Your goal
Check every line below for the word "PointAttribute" and copy each one that has it.

-- The data follows --

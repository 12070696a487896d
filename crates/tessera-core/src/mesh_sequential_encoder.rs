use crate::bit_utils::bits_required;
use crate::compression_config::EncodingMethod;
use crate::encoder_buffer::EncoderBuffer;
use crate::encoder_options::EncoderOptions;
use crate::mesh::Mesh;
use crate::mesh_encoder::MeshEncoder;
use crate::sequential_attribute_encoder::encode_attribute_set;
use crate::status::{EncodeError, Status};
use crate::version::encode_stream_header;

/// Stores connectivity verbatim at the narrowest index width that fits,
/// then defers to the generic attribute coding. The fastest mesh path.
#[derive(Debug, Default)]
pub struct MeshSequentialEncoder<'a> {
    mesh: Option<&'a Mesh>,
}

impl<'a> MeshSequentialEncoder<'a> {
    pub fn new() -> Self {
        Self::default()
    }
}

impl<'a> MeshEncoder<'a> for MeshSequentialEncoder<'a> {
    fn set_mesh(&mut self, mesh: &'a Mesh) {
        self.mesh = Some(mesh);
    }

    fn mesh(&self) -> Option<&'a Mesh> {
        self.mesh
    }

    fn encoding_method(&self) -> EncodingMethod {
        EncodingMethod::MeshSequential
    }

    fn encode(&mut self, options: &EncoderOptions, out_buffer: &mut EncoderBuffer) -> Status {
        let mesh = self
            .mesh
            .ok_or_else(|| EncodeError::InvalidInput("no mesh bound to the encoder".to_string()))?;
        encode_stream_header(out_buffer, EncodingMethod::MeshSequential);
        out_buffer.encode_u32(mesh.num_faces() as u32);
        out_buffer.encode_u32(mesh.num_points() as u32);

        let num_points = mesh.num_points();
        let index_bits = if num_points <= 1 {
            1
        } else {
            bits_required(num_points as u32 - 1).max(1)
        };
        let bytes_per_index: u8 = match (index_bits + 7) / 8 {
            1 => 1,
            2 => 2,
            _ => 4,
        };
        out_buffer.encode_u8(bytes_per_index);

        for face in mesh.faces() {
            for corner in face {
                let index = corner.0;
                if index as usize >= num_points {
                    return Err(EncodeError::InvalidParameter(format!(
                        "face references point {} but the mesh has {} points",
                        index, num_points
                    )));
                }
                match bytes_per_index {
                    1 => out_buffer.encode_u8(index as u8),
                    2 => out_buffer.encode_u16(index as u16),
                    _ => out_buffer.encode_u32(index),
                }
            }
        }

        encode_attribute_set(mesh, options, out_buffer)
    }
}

-- The data concluded --
-- The data follows --

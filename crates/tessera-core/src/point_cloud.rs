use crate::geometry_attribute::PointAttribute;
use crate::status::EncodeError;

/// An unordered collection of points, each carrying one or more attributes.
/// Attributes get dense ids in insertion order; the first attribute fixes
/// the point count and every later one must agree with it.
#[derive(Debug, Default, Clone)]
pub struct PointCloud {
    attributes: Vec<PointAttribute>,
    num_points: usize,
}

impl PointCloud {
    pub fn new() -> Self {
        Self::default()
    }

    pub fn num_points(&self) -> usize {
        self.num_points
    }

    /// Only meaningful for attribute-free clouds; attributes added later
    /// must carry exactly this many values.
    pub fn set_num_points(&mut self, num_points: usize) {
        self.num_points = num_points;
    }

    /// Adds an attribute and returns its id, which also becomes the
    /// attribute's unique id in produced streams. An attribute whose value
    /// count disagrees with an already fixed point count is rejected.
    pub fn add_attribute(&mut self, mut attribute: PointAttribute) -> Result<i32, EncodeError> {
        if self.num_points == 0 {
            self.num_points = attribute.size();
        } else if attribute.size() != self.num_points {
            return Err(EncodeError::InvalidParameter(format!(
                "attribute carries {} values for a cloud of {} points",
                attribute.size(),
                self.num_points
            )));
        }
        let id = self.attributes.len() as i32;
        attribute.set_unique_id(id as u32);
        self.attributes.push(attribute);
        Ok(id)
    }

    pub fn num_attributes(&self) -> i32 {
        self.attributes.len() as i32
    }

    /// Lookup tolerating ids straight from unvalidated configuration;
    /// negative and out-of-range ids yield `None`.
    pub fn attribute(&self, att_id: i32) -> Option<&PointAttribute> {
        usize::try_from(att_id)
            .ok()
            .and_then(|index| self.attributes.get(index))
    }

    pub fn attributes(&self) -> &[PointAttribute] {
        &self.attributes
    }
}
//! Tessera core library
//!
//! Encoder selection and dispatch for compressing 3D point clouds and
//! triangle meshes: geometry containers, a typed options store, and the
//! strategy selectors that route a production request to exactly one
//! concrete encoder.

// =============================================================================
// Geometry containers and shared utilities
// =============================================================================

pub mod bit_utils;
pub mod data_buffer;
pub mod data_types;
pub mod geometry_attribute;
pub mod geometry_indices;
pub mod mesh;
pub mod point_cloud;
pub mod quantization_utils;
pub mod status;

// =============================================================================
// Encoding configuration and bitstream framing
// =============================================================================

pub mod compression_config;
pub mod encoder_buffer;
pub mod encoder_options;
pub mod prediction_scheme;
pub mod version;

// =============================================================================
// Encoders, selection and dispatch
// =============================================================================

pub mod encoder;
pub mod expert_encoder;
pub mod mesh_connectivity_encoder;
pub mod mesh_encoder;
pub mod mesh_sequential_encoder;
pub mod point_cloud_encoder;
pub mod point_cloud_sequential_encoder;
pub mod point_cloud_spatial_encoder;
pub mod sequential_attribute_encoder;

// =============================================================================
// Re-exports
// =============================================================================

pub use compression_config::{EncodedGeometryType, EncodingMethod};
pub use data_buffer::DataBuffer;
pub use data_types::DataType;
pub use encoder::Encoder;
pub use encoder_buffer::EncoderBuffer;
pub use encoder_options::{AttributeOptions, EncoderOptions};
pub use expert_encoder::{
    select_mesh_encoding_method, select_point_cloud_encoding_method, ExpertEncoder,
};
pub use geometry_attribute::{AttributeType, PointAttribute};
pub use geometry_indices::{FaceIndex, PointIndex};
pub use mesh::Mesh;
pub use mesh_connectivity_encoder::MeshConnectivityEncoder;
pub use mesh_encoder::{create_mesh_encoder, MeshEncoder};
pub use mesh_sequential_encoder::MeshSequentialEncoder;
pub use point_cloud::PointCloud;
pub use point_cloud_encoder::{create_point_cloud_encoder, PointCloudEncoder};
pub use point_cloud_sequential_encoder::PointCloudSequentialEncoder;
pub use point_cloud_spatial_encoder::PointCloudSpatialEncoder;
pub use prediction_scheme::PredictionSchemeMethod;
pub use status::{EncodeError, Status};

-- The data concluded --

Solution
use crate::geometry_attribute::PointAttribute;
    attributes: Vec<PointAttribute>,
    pub fn add_attribute(&mut self, mut attribute: PointAttribute) -> Result<i32, EncodeError> {
    pub fn attribute(&self, att_id: i32) -> Option<&PointAttribute> {
    pub fn attributes(&self) -> &[PointAttribute] {
pub use geometry_attribute::{AttributeType, PointAttribute};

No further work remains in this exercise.